Brooke Bond & Company was founded by Arthur Brooke, born in Ashton-under-Line, Lancashire in 1845.
Brooke added ‘bond’ to the company name because it was his ‘bond’ to his customers to provide them with the best quality tea.
He opened his first tea shop at 23 Market Street, Manchester in 1869 and in 1870 the company expanded into wholesale tea sales.
PG Tips, Brooke Bond’s most famous brand was launched in 1930 and by 1957, Brooke Bond was probably the largest tea company in the world, with a one third share of both the British and Indian tea markets. Brooke Bond, the brand, is currently owned by Unilever.

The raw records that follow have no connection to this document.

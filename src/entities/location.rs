use chrono::{DateTime, Utc};
use sea_orm::entity::prelude::*;
use sea_orm::{ActiveModelBehavior, ActiveValue, Set};
use serde::{Deserialize, Serialize};
use utoipa::ToSchema;
use uuid::Uuid;

/// A stock-holding place: store floor, back room, kiosk, warehouse.
#[derive(Clone, Debug, PartialEq, Eq, DeriveEntityModel, Serialize, Deserialize, ToSchema)]
#[serde(rename_all = "camelCase")]
#[schema(as = Location)]
#[sea_orm(table_name = "locations")]
pub struct Model {
    #[sea_orm(primary_key, auto_increment = false)]
    pub id: Uuid,
    pub name: String,
    pub code: Option<String>,
    pub created_at: DateTime<Utc>,
}

#[derive(Copy, Clone, Debug, EnumIter, DeriveRelation)]
pub enum Relation {
    #[sea_orm(has_many = "super::stock_movement::Entity")]
    StockMovements,
}

impl Related<super::stock_movement::Entity> for Entity {
    fn to() -> RelationDef {
        Relation::StockMovements.def()
    }
}

#[async_trait::async_trait]
impl ActiveModelBehavior for ActiveModel {
    async fn before_save<C>(self, _db: &C, _insert: bool) -> Result<Self, DbErr>
    where
        C: ConnectionTrait,
    {
        let mut active_model = self;
        if let ActiveValue::NotSet = active_model.created_at {
            active_model.created_at = Set(Utc::now());
        }
        Ok(active_model)
    }
}
pub mod adjustments;
pub mod catalog;
pub mod kardex;
pub mod ledger;
pub mod movement_policy;
pub mod movements;
pub mod receiving;
pub mod reconciliation;
pub mod transfers;
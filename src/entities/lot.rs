use chrono::{DateTime, NaiveDate, Utc};
use sea_orm::entity::prelude::*;
use sea_orm::{ActiveModelBehavior, ActiveValue::Set, ConnectionTrait};
use serde::{Deserialize, Serialize};
use utoipa::ToSchema;
use uuid::Uuid;

/// A traceable batch of one product.
#[derive(Clone, Debug, PartialEq, Eq, DeriveEntityModel, Serialize, Deserialize, ToSchema)]
#[serde(rename_all = "camelCase")]
#[schema(as = Lot)]
#[sea_orm(table_name = "lots")]
pub struct Model {
    #[sea_orm(primary_key, auto_increment = false)]
    pub id: Uuid,
    pub product_id: Uuid,
    /// Unique per product.
    pub lot_code: String,
    pub expires_on: Option<NaiveDate>,
    pub created_at: DateTime<Utc>,
    pub updated_at: DateTime<Utc>,
}

#[derive(Copy, Clone, Debug, EnumIter, DeriveRelation)]
pub enum Relation {
    #[sea_orm(
        belongs_to = "super::product::Entity",
        from = "Column::ProductId",
        to = "super::product::Column::Id"
    )]
    Product,
    #[sea_orm(has_many = "super::stock_movement::Entity")]
    StockMovements,
}

impl Related<super::product::Entity> for Entity {
    fn to() -> RelationDef {
        Relation::Product.def()
    }
}

impl Related<super::stock_movement::Entity> for Entity {
    fn to() -> RelationDef {
        Relation::StockMovements.def()
    }
}

#[async_trait::async_trait]
impl ActiveModelBehavior for ActiveModel {
    async fn before_save<C>(self, _db: &C, insert: bool) -> Result<Self, DbErr>
    where
        C: ConnectionTrait,
    {
        let mut active_model = self;
        let now = Utc::now();
        if insert {
            active_model.created_at = Set(now);
        }
        active_model.updated_at = Set(now);
        Ok(active_model)
    }
}
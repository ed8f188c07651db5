//! Exact stock quantities.
//!
//! Quantities are persisted as signed integers counting ten-thousandths of a
//! unit, so every backend stores and adds them without rounding. At most four
//! fractional digits are accepted.

use rust_decimal::Decimal;
use sea_orm::sea_query::{ArrayType, ColumnType, Nullable, ValueType, ValueTypeErr};
use sea_orm::{ColIdx, QueryResult, TryGetError, TryGetable, Value};
use serde::{Deserialize, Serialize};
use std::fmt;

/// Fractional digits kept by every stored quantity.
pub const QUANTITY_SCALE: u32 = 4;

/// Largest magnitude a single movement may carry: `999999999999.9999`.
const MAX_MOVEMENT_UNITS: i64 = 9_999_999_999_999_999;

#[derive(Debug, Clone, PartialEq, Eq, thiserror::Error)]
pub enum QuantityError {
    #[error("quantity {0} has more than 4 decimal places")]
    TooPrecise(Decimal),
    #[error("quantity {0} is outside the supported range")]
    OutOfRange(Decimal),
}

/// A decimal quantity with at most [`QUANTITY_SCALE`] fractional digits.
#[derive(Debug, Clone, Copy, Default, PartialEq, Eq, PartialOrd, Ord, Hash, Serialize, Deserialize)]
#[serde(into = "Decimal", try_from = "Decimal")]
pub struct Quantity {
    units: i64,
}

impl Quantity {
    pub const ZERO: Quantity = Quantity { units: 0 };

    /// Exact conversion. Fails on extra precision or when the value does not
    /// fit the storage column.
    pub fn new(value: Decimal) -> Result<Self, QuantityError> {
        let normalized = value.normalize();
        if normalized.scale() > QUANTITY_SCALE {
            return Err(QuantityError::TooPrecise(value));
        }
        let mut scaled = normalized;
        scaled.rescale(QUANTITY_SCALE);
        <i64 as TryFrom<i128>>::try_from(scaled.mantissa())
            .map(Self::from_units)
            .map_err(|_| QuantityError::OutOfRange(value))
    }

    /// Like [`Quantity::new`], additionally bounded to what one ledger entry
    /// may move.
    pub fn for_movement(value: Decimal) -> Result<Self, QuantityError> {
        let quantity = Self::new(value)?;
        if quantity.units.unsigned_abs() > MAX_MOVEMENT_UNITS.unsigned_abs() {
            return Err(QuantityError::OutOfRange(value));
        }
        Ok(quantity)
    }

    pub const fn from_units(units: i64) -> Self {
        Self { units }
    }

    /// Stored representation, in ten-thousandths.
    pub const fn units(&self) -> i64 {
        self.units
    }

    pub fn amount(&self) -> Decimal {
        Decimal::new(self.units, QUANTITY_SCALE).normalize()
    }
}

impl fmt::Display for Quantity {
    fn fmt(&self, f: &mut fmt::Formatter<'_>) -> fmt::Result {
        fmt::Display::fmt(&self.amount(), f)
    }
}

impl From<Quantity> for Decimal {
    fn from(quantity: Quantity) -> Self {
        quantity.amount()
    }
}

impl TryFrom<Decimal> for Quantity {
    type Error = QuantityError;

    fn try_from(value: Decimal) -> Result<Self, Self::Error> {
        Quantity::new(value)
    }
}

impl PartialEq<Decimal> for Quantity {
    fn eq(&self, other: &Decimal) -> bool {
        self.amount() == *other
    }
}

impl From<Quantity> for Value {
    fn from(quantity: Quantity) -> Self {
        Value::BigInt(Some(quantity.units))
    }
}

impl TryGetable for Quantity {
    fn try_get_by<I: ColIdx>(res: &QueryResult, idx: I) -> Result<Self, TryGetError> {
        <i64 as TryGetable>::try_get_by(res, idx).map(Quantity::from_units)
    }
}

impl ValueType for Quantity {
    fn try_from(v: Value) -> Result<Self, ValueTypeErr> {
        <i64 as ValueType>::try_from(v).map(Quantity::from_units)
    }

    fn type_name() -> String {
        "Quantity".to_owned()
    }

    fn array_type() -> ArrayType {
        ArrayType::BigInt
    }

    fn column_type() -> ColumnType {
        ColumnType::BigInteger
    }
}

impl Nullable for Quantity {
    fn null() -> Value {
        Value::BigInt(None)
    }
}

Brooke Bond Taj Mahal tea leaves are grown in estates of Upper Assam, Darjeeling and Tripura. It grows on the northern banks of the great Brahmaputra, which floods its banks every monsoon, creating a rich, humid soil.
There is plentiful rain in the monsoon and humidity lasts through the year. The soil and weather together give Assam Tea its strong malty flavour and deep body.
Brooke Bond Red Label, launched in 1903 is made in tea manufacturing units of Assam, Coochbehar, Darjeeling and some parts of Meghalaya.
The manufacturing process of tea includes the stages of withering (leaving tea leaves to dry), rolling/cutting (through which complex series of chemical changes known as oxidation are initiated) drying and then grading into sizes.
In 1954, as a marketing strategy, the company introduced ‘collectable’ illustrated cards into their packets. Designed to be informative and appeal to children the cards were generally fifty in a series, and books were produced to hold them
Most of the initial series were wildlife-based, including ‘British Wild Animals’, ‘British Wild Flowers’, ‘African Wild Life’, ‘Asian Wild Life’, and ‘Tropical Birds’.
Later subjects, from the late 1960’s, included historical subjects, such as ‘British Costume’ and ‘Famous Britons’.
The last series in the 1999 was based on the Chimps of the TV adverts. Between 1954 and 1999 there were a total of 85 separate titles issued around the world.
The cards illustrating this post are from the ‘Flags & Emblems of the World’ series issued in 1967 and ‘The History of the Motor Car’ series issued in 1968.